Did you raise fund money in 2024 for an existing fund or a new one? What are your expectations regarding this matter for 2025?
We did not need to raise in 2024, as we are still in the investment period of lool ventures III.
How many investments did you make in 2024, and how does it compare to previous years?
We made 9 investments in 2024. This is similar to the number of investments we made in 2023.
Provide an example of an intriguing investment you made in 2024. What sets this company apart, or what is distinctive about its sector?

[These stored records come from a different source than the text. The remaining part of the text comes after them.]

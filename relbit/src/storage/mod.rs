//! Persistence engines the unit of work writes through.
//!
//! Engines only know two kinds of tables: entity tables keyed by `id` with secondary indexes
//! on the columns listed in their [`TableDef`], and pivot tables holding `(owner, target)` id
//! pairs readable from either side. Both have to be ensured before use.

pub mod memory;
pub mod redb_engine;

use crate::error::PersistenceError;
use crate::model::pivot::PivotSchema;
use crate::model::registry::TableDef;
use crate::value::{Row, Value};
use std::collections::HashMap;
use std::fmt;

pub use memory::MemoryEngine;
pub use redb_engine::RedbEngine;

/// One storage mutation. A batch of them is applied atomically.
#[derive(Debug, Clone, PartialEq)]
pub enum Write {
    /// Entity rows carry their `id`; pivot rows carry both pivot columns.
    Insert { table: String, row: Row },
    /// Replaces the whole entity row stored under `id`.
    Update { table: String, id: u64, row: Row },
    /// Entity rows are matched by `id`, pivot rows by both columns.
    Delete { table: String, row: Row },
}

impl Write {
    pub fn table(&self) -> &str {
        match self {
            Write::Insert { table, .. } | Write::Update { table, .. } | Write::Delete { table, .. } => table,
        }
    }
}

impl fmt::Display for Write {
    fn fmt(&self, f: &mut fmt::Formatter<'_>) -> fmt::Result {
        let render = |row: &Row| row.iter().map(|(c, v)| format!("{c}={v}")).collect::<Vec<_>>().join(", ");
        match self {
            Write::Insert { table, row } => write!(f, "INSERT {table} ({})", render(row)),
            Write::Update { table, id, row } => write!(f, "UPDATE {table} #{id} ({})", render(row)),
            Write::Delete { table, row } => write!(f, "DELETE {table} ({})", render(row)),
        }
    }
}

pub trait PersistenceEngine: Send + Sync + fmt::Debug {
    fn ensure_table(&self, table: &TableDef) -> Result<(), PersistenceError>;

    fn ensure_pivot_table(&self, pivot: &PivotSchema) -> Result<(), PersistenceError>;

    /// Next primary key of an entity table; ids start at 1 and are never reused.
    fn next_id(&self, table: &str) -> Result<u64, PersistenceError>;

    /// All or nothing, in order.
    fn write_batch(&self, batch: &[Write]) -> Result<(), PersistenceError>;

    fn insert_row(&self, table: &str, row: Row) -> Result<(), PersistenceError> {
        self.write_batch(&[Write::Insert { table: table.to_string(), row }])
    }

    fn delete_row(&self, table: &str, row: Row) -> Result<(), PersistenceError> {
        self.write_batch(&[Write::Delete { table: table.to_string(), row }])
    }

    /// Entity row stored under primary key `id`.
    fn get_by_id(&self, table: &str, id: u64) -> Result<Option<Row>, PersistenceError>;

    /// Rows of the ids that exist, in the order of `ids`.
    fn get_many(&self, table: &str, ids: &[u64]) -> Result<Vec<Row>, PersistenceError> {
        let mut found = Vec::with_capacity(ids.len());
        for id in ids {
            if let Some(row) = self.get_by_id(table, *id)? {
                found.push(row);
            }
        }
        Ok(found)
    }

    /// Rows whose `column` holds `id`. Entity rows come back ordered by id, pivot rows by the
    /// opposite column.
    fn query_by_foreign_key(&self, table: &str, column: &str, id: u64) -> Result<Vec<Row>, PersistenceError>;

    /// Every row of a table, ordered by id (entity tables) or by pair (pivot tables).
    fn scan(&self, table: &str) -> Result<Vec<Row>, PersistenceError>;
}

/// Table layouts an engine has been asked to ensure.
#[derive(Debug, Clone, Default)]
pub(crate) struct Catalog {
    entities: HashMap<String, TableDef>,
    pivots: HashMap<String, PivotSchema>,
}

pub(crate) enum TableKind<'a> {
    Entity(&'a TableDef),
    Pivot(&'a PivotSchema),
}

impl Catalog {
    pub(crate) fn add_entity(&mut self, table: &TableDef) -> Result<(), PersistenceError> {
        if self.pivots.contains_key(&table.name) {
            return Err(PersistenceError::Rejected(format!("{} is already a pivot table", table.name)));
        }
        self.entities.insert(table.name.clone(), table.clone());
        Ok(())
    }

    pub(crate) fn add_pivot(&mut self, pivot: &PivotSchema) -> Result<(), PersistenceError> {
        if self.entities.contains_key(&pivot.table) {
            return Err(PersistenceError::Rejected(format!("{} is already an entity table", pivot.table)));
        }
        self.pivots.insert(pivot.table.clone(), pivot.clone());
        Ok(())
    }

    pub(crate) fn kind(&self, table: &str) -> Result<TableKind<'_>, PersistenceError> {
        if let Some(def) = self.entities.get(table) {
            Ok(TableKind::Entity(def))
        } else if let Some(pivot) = self.pivots.get(table) {
            Ok(TableKind::Pivot(pivot))
        } else {
            Err(PersistenceError::Rejected(format!("unknown table {table}")))
        }
    }

    pub(crate) fn entity(&self, table: &str) -> Result<&TableDef, PersistenceError> {
        match self.kind(table)? {
            TableKind::Entity(def) => Ok(def),
            TableKind::Pivot(_) => Err(PersistenceError::Rejected(format!("{table} is a pivot table"))),
        }
    }
}

pub(crate) fn row_id(table: &str, row: &Row) -> Result<u64, PersistenceError> {
    row.get("id")
        .and_then(Value::as_id)
        .ok_or_else(|| PersistenceError::Rejected(format!("row of {table} has no id")))
}

/// `(owner, target)` of a pivot row.
pub(crate) fn pivot_pair(pivot: &PivotSchema, row: &Row) -> Result<(u64, u64), PersistenceError> {
    let column = |name: &str| {
        row.get(name)
            .and_then(Value::as_id)
            .ok_or_else(|| PersistenceError::Rejected(format!("pivot row of {} has no {}", pivot.table, name)))
    };
    Ok((column(&pivot.owner_column)?, column(&pivot.target_column)?))
}

pub(crate) fn pivot_row(pivot: &PivotSchema, owner: u64, target: u64) -> Row {
    let mut row = Row::new();
    row.insert(pivot.owner_column.clone(), Value::Id(owner));
    row.insert(pivot.target_column.clone(), Value::Id(target));
    row
}

/// Indexed columns with a non-null value in `row`.
pub(crate) fn indexed_values<'r>(def: &'r TableDef, row: &'r Row) -> impl Iterator<Item = (&'r str, &'r Value)> {
    def.indexed_columns
        .iter()
        .filter_map(move |column| row.get(column).filter(|v| !v.is_null()).map(|v| (column.as_str(), v)))
}

pub(crate) fn check_columns(def: &TableDef, row: &Row) -> Result<(), PersistenceError> {
    match row.keys().find(|c| !def.has_column(c)) {
        Some(column) => Err(PersistenceError::Rejected(format!("{} has no column {}", def.name, column))),
        None => Ok(()),
    }
}

pub(crate) fn unique_violation(def: &TableDef, column: &str, value: &Value) -> PersistenceError {
    PersistenceError::Rejected(format!("unique constraint {}.{} violated by {}", def.name, column, value))
}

Cassidy is a biotech innovator revolutionizing genome editing with AI-driven gRNA optimization technology. Their proprietary AI predicts DNA repair outcomes, enabling the design of precise and efficient guide RNAs for CRISPR-Cas systems, significantly reducing the time and costs of therapeutic development.
What sets this company apart is its ability to seamlessly integrate AI and biotech, offering unprecedented precision in addressing complex genetic disorders. Positioned within the $21 billion genome editing market, their technology is poised to redefine standards in precision medicine and personalized therapies, making 2025 a pivotal year for scaling its impact globally.
Two notable companies that you think will thrive in 2025. These can be from your portfolio or not.
Company Name: NeoLogic Sector: Semiconductor Technology / AI Infrastructure Description of Product/Service: NeoLogic develops next-generation AI data center processors using its proprietary Quasi-CMOS technology. This innovation delivers groundbreaking improvements in power, speed, and area (PPA) efficiency, reducing power consumption by up to 25% while enhancing performance. NeoLogic’s processors address the increasing computational demands of AI-driven workloads in data centers, offering sustainable solutions for cloud providers and advancing beyond traditional semiconductor design limitations. Investment amount + total: Undisclosed Founding Year: 2021 Reasoning why this is their year: NeoLogic is transforming the semiconductor industry with its proprietary Quasi-CMOS technology, which delivers groundbreaking improvements in power, speed, and area (PPA) for AI-driven data centers. By reducing power consumption by up to 25% and significantly improving chip performance, NeoLogic addresses the rising operational and environmental costs faced by data centers globally. With strategic partnerships with industry leaders, NeoLogic is positioned to leapfrog Moore’s Law, creating processors that are not only more efficient but also future-proof.
Company Name: Dono Sector: Property Technology (PropTech) / Real Estate Transactions Description of Product/Service: Dono leverages advanced AI to optimize property transactions by streamlining processes like title searches, fraud prevention, and ownership verification. Its platform provides tailored modular pricing for high-value clients and integrates financial data to enhance operational efficiency. Dono's solutions help title companies and insurers reduce costs, improve accuracy, and manage property transactions more effectively, redefining the real estate transaction lifecycle. Investment amount + total: Undisclosed Founding Year: 2023 Reasoning why this is their year: Dono is revolutionizing the property transaction ecosystem through advanced AI-driven solutions. The platform enhances efficiency in title searches, fraud detection, and ownership verification, addressing some of the most persistent challenges in the real estate industry. By offering tailored modular pricing for high-value clients and partnering with financial data providers, Dono has already gained traction among leading U.S. real estate firms.